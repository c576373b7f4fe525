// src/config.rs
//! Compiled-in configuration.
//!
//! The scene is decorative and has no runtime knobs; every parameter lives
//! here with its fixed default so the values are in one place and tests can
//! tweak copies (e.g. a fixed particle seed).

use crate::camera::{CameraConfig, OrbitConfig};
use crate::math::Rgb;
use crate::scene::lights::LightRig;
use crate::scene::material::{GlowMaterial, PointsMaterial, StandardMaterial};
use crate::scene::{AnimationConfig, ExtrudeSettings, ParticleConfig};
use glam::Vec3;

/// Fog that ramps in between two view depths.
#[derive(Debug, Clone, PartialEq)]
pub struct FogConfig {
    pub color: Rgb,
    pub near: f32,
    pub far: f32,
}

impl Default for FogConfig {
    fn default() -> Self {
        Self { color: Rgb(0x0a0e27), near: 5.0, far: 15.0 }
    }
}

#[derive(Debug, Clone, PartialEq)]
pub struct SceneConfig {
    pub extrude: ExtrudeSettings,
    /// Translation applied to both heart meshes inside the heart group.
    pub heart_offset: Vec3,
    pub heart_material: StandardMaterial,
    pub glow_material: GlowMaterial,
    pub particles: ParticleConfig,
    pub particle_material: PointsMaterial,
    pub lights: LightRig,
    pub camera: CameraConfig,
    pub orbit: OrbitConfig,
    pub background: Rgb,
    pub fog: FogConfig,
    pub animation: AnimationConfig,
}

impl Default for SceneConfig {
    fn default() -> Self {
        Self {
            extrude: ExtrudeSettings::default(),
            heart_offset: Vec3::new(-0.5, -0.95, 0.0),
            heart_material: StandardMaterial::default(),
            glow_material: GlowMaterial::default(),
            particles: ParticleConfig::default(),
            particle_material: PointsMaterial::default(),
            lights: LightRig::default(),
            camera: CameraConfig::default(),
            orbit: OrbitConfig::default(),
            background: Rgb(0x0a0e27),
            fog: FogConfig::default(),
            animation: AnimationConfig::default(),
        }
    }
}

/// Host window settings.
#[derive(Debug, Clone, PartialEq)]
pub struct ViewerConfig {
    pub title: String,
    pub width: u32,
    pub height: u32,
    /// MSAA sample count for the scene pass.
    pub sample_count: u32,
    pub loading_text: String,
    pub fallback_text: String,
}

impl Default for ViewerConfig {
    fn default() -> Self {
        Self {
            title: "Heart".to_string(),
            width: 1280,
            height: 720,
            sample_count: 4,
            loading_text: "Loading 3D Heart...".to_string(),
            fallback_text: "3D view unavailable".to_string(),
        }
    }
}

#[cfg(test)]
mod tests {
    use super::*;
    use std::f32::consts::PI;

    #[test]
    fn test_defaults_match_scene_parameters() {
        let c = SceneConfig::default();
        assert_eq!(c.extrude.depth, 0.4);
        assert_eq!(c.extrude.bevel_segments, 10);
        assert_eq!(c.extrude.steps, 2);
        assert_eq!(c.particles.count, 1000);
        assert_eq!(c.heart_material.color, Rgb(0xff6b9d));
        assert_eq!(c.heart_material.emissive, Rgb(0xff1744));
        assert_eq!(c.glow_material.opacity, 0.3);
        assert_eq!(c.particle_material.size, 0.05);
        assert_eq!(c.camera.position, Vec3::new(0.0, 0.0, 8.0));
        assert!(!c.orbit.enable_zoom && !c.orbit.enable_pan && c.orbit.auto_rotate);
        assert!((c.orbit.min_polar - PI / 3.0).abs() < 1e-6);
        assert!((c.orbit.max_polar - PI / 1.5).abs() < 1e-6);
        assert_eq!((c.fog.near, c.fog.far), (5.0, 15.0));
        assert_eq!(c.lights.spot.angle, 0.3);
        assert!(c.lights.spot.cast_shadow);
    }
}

:::

### What you will do
Return each line among the entries that holds the word "LightRig".

### Completed task
use crate::scene::lights::LightRig;
    pub lights: LightRig,
            lights: LightRig::default(),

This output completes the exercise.